Se trata de un plan que busca resguardar la continuidad operativa de la pesca artesanal, proteger el empleo y la seguridad alimentaria, beneficiando a cerca de 9 mil embarcaciones de menor tamaño.
Con el objetivo de enfrentar el impacto del alza deprecio de los combustibles, el Gobierno, a través del Ministerio de Economía y la Subsecretaría de Pesca y Acuicultura (Subpesca), presentó plan de medidas de mitigación dirigidas a la pesca artesanal, uno de los sectores productivos más afectados en sus costos operacionales.
La iniciativa apunta a preservar la continuidad de las faenas, sostener el empleo directo e indirecto y resguardar la seguridad alimentaria, en un contexto donde el costo del combustible es un factor crítico para el crecimiento y desarrollo del sector.
El subsecretario de Pesca y Acuicultura, Osvaldo Urrutia, destacó la relevancia de estas medidas, señalando que “la pesca en nuestro país es una de las áreas productivas más importantes que tenemos, y por lo mismo, hemos trabajado incansablemente durante los últimos días para generar una propuesta que permita mitigar, en parte, los efectos del alza del precio de los combustibles que afecta a nuestro país, a fin de evitar una baja en la operatividad de la pesca artesanal a lo largo del país”.
Previo al anuncio de esta medida, Urrutia se reunió con pescadores artesanales de las caletas El Membrillo y Portales, de la Región de Valparaíso, quienes expusieron las dificultades a las que se enfrentan, pues se trata de un insumo clave para la faena diaria, advirtiendo que esta situación está afectando directamente la rentabilidad de la actividad y el sustento de cientos de familias del borde costero.
Foco en los más afectados
De acuerdo con el Registro Pesquero Artesanal (RPA), existe cerca de 9 mil embarcaciones de menor escala, cuya eslora no supera los 12 metros, con operaciones registradas durante 2025.

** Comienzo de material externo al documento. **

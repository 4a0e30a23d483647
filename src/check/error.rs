//! Failures that end a check early, and the status each one reports.

use cellprobe_adapters::{CellQuery, Endpoint, StoreError};
use cellprobe_types::Status;
use thiserror::Error;

use crate::timing::TimedError;
use crate::validate::ValidationError;

/// Appended to failures that a conforming server cannot produce.
pub const SUPPORT_MSG: &str = "API may have changed, please re-run with -vvv and file a support \
report including the full output";

#[derive(Debug, Clone, PartialEq, Error)]
pub enum CheckError {
    /// Timeout or transport failure while connecting.
    #[error("{0}")]
    Connectivity(String),

    #[error("table '{0}' is not enabled!")]
    TableDisabled(String),

    #[error("table '{0}' does not exist")]
    TableNotFound(String),

    #[error("column family '{0}' does not exist")]
    ColumnFamilyNotFound(String),

    /// Timeout or transport failure after connecting.
    #[error("{0}")]
    Query(String),

    #[error("no cell value found in {0}, does row / column family combination exist?")]
    CellNotFound(String),

    #[error("more than one cell returned ({0} cells)! {support}", support = SUPPORT_MSG)]
    AmbiguousResult(usize),

    #[error("malformed response: {0}. {support}", support = SUPPORT_MSG)]
    MalformedResult(String),

    #[error("cell value '{value}' (expected regex '{expected}') for {cell}")]
    PatternMismatch {
        value: String,
        expected: String,
        cell: String,
    },

    #[error("error while trying to get table list: {0}")]
    ListTables(String),
}

impl CheckError {
    /// Contract violations are UNKNOWN; everything else is CRITICAL.
    pub fn status(&self) -> Status {
        match self {
            CheckError::AmbiguousResult(_) | CheckError::MalformedResult(_) => Status::Unknown,
            _ => Status::Critical,
        }
    }

    pub(crate) fn connect(endpoint: &Endpoint, err: TimedError<StoreError>) -> Self {
        match err {
            TimedError::Elapsed(bound) => CheckError::Connectivity(format!(
                "connection to {} timed out after {:?}",
                endpoint, bound
            )),
            TimedError::Failed(StoreError::Malformed(msg)) => CheckError::MalformedResult(msg),
            TimedError::Failed(err) => CheckError::Connectivity(err.to_string()),
        }
    }

    pub(crate) fn query(err: TimedError<StoreError>) -> Self {
        match err {
            TimedError::Elapsed(bound) => {
                CheckError::Query(format!("query timed out after {:?}", bound))
            }
            TimedError::Failed(StoreError::TableNotFound(table)) => {
                CheckError::TableNotFound(table)
            }
            TimedError::Failed(StoreError::ColumnFamilyNotFound(family)) => {
                CheckError::ColumnFamilyNotFound(family)
            }
            TimedError::Failed(StoreError::Malformed(msg)) => CheckError::MalformedResult(msg),
            TimedError::Failed(err) => CheckError::Query(err.to_string()),
        }
    }

    pub(crate) fn list(err: TimedError<StoreError>) -> Self {
        match err {
            TimedError::Elapsed(bound) => {
                CheckError::ListTables(format!("timed out after {:?}", bound))
            }
            TimedError::Failed(StoreError::Malformed(msg)) => CheckError::MalformedResult(msg),
            TimedError::Failed(err) => CheckError::ListTables(err.to_string()),
        }
    }

    pub(crate) fn validation(err: ValidationError, query: &CellQuery) -> Self {
        match err {
            ValidationError::NotFound => CheckError::CellNotFound(query.to_string()),
            ValidationError::Ambiguous(count) => CheckError::AmbiguousResult(count),
            ValidationError::PatternMismatch { value, expected } => CheckError::PatternMismatch {
                value,
                expected,
                cell: query.to_string(),
            },
        }
    }
}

En este segmento, el combustible representa entre un 30% y un 60% de los costos operacionales dependiendo de la faena, lo que genera una vulnerabilidad ante el alza de precios. A esto se suma que la mayoría utiliza gasolina y no cuenta con inicio de actividades formal, quedando excluidos de mecanismos de compensación como la devolución del impuesto específico al diésel.
Medida de mitigación
El plan contempla el pago de un bono sectorial único y anticipado, consistente en una transferencia directa por embarcación, dirigida a pequeñas embarcaciones, con Registro Pesquero Artesanal vigente, actividad acreditada durante 2025 y durante el mes en el cual se pretenda acceder al beneficio, el cual consiste en $100.000 mensuales por seis meses. A nivel global tendrá un costo de $6 mil millones.
La medida será implementada a través del Instituto para el Desarrollo Pesquero Artesanal (Indespa), con apoyo de la Subpesca.
“Hemos logrado concretar esta ayuda de forma muy responsable, ajustados a la situación fiscal imperante pero sin perder de vista las necesidades de un sector productivo tan relevante como lo es la pesca artesanal, quienes salen todos los días a sus faenas. Son ellos quienes, con su esfuerzo, dinamizan la economía local y contribuyen a generar empleo”, indicó el subsecretario Urrutia.
Asimismo, agregó que “seguiremos trabajando para llegar directamente a los pescadores artesanales y aportar mayor estabilidad al sector, para que puedan seguir trabajando tranquilos”.
Eficiencia y focalización del gasto
Uno de los ejes centrales de la propuesta es su diseño focalizado, orientado a unidades productivas activas de menor tamaño, lo que permite optimizar el uso de los recursos fiscales y asegurar que el apoyo llegue a quienes dependen directamente de la pesca para su sustento.
Con esta iniciativa, el Ejecutivo busca entregar una respuesta concreta, rápida y técnicamente sustentada a uno de los principales desafíos actuales que enfrenta la pesca artesanal, reforzando el apoyo a un sector clave para las economías locales y el desarrollo del país.